Clark, Jill K., Molly Bean, Samina Raja, Scott Loveridge, Julia Freedgood, and Kimberley Hodgson. 2016. Cooperative Extension and Food System Change: Goals, Strategies, and Resources. Agriculture and Human Values. 33.2.
Recent attention to communities “localizing” food systems has increased the need to understand the perspectives of people working to foster collaboration and the eventual transformation of the food system. University Cooperative Extension Educators (EEs) increasingly play a critical role in communities’ food systems across the United States, providing various resources to address local needs. A better understanding of EEs’ perspectives on food systems is therefore important. Inspired by the work of Stevenson, Ruhf, Lezberg, and Clancy on the social food movement, we conducted national virtual focus groups to examine EEs’ attitudes about how food system change should happen, for what reasons, and who has the resources, power, and influence to effect change. The institutions within which EEs are embedded shape their perceptions of available resources in the community, including authority and power (and who holds them). These resources, in turn, structure EEs’ goals and strategies for food system change.
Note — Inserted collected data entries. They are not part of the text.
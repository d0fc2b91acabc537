use serde::{Deserialize, Serialize};
use ts_rs::TS;

/// Pipeline stage of a lead
#[derive(Debug, Clone, Copy, PartialEq, Eq, Hash, Serialize, Deserialize, TS)]
#[ts(export)]
#[serde(rename_all = "snake_case")]
pub enum LeadStatus {
    New,
    Contacted,
    Qualified,
    Proposal,
    ClosedWon,
    ClosedLost,
}

impl LeadStatus {
    pub fn as_str(&self) -> &'static str {
        match self {
            LeadStatus::New => "new",
            LeadStatus::Contacted => "contacted",
            LeadStatus::Qualified => "qualified",
            LeadStatus::Proposal => "proposal",
            LeadStatus::ClosedWon => "closed_won",
            LeadStatus::ClosedLost => "closed_lost",
        }
    }

    pub fn parse(s: &str) -> Option<Self> {
        match s {
            "new" => Some(LeadStatus::New),
            "contacted" => Some(LeadStatus::Contacted),
            "qualified" => Some(LeadStatus::Qualified),
            "proposal" => Some(LeadStatus::Proposal),
            "closed_won" => Some(LeadStatus::ClosedWon),
            "closed_lost" => Some(LeadStatus::ClosedLost),
            _ => None,
        }
    }
}

/// Lead priority
#[derive(Debug, Clone, Copy, PartialEq, Eq, PartialOrd, Ord, Hash, Serialize, Deserialize, TS)]
#[ts(export)]
#[serde(rename_all = "snake_case")]
pub enum LeadPriority {
    Low,
    Medium,
    High,
    Urgent,
}

impl LeadPriority {
    pub fn as_str(&self) -> &'static str {
        match self {
            LeadPriority::Low => "low",
            LeadPriority::Medium => "medium",
            LeadPriority::High => "high",
            LeadPriority::Urgent => "urgent",
        }
    }

    pub fn parse(s: &str) -> Option<Self> {
        match s {
            "low" => Some(LeadPriority::Low),
            "medium" => Some(LeadPriority::Medium),
            "high" => Some(LeadPriority::High),
            "urgent" => Some(LeadPriority::Urgent),
            _ => None,
        }
    }
}

#[derive(Debug, Clone, PartialEq, Serialize, Deserialize, TS)]
#[ts(export)]
pub struct Lead {
    pub id: i64,
    pub name: String,
    pub email: Option<String>,
    pub phone: Option<String>,
    pub company: Option<String>,
    pub position: Option<String>,
    pub source: String,
    pub status: LeadStatus,
    pub priority: LeadPriority,
    pub value: Option<f64>,
    pub notes: Option<String>,
    pub tags: Vec<String>,
    pub created_at: i64,
    pub updated_at: i64,
    pub last_contacted_at: Option<i64>,
    pub next_follow_up_at: Option<i64>,
}

#[derive(Debug, Clone, Deserialize, TS)]
#[ts(export)]
pub struct CreateLeadRequest {
    pub name: String,
    pub email: Option<String>,
    pub phone: String,
    pub company: Option<String>,
    pub position: Option<String>,
    pub source: Option<String>,
    pub status: Option<LeadStatus>,
    pub priority: Option<LeadPriority>,
    pub value: Option<f64>,
    pub notes: Option<String>,
    #[serde(default)]
    pub tags: Vec<String>,
}

/// Partial update; fields left out are kept as they are. Moving a lead
/// through the pipeline is an update of `status`.
#[derive(Debug, Clone, Default, Deserialize, TS)]
#[ts(export)]
pub struct UpdateLeadRequest {
    pub name: Option<String>,
    pub email: Option<String>,
    pub phone: Option<String>,
    pub company: Option<String>,
    pub position: Option<String>,
    pub status: Option<LeadStatus>,
    pub priority: Option<LeadPriority>,
    pub value: Option<f64>,
    pub notes: Option<String>,
    pub tags: Option<Vec<String>>,
    pub next_follow_up_at: Option<i64>,
}

/// Query parameters for the lead list
#[derive(Debug, Default, Deserialize, TS)]
#[ts(export)]
pub struct ListLeadsRequest {
    pub search: Option<String>,
    pub status: Option<LeadStatus>,
    pub limit: Option<usize>,
    pub offset: Option<usize>,
}

#[derive(Debug, Serialize, Deserialize, TS)]
#[ts(export)]
pub struct LeadsResponse {
    pub leads: Vec<Lead>,
    /// Matches across the whole list, not just this page
    pub total_count: usize,
}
We find that EEs envision working within the current food system: building market-centric alternatives that address inequity for vulnerable consumers and producers. EEs bring many resources to the table but do not believe they can influence those who have the authority to change policy. While these findings could suggest EEs’ limited ability to be transformative change agents, EEs can potentially connect their efforts with new partners that share perceptions of food system problems and solutions. As EEs increasingly engage in food system work and with increasingly diverse stakeholders, they can access alternative, transformational frames within which to set goals and organize their work.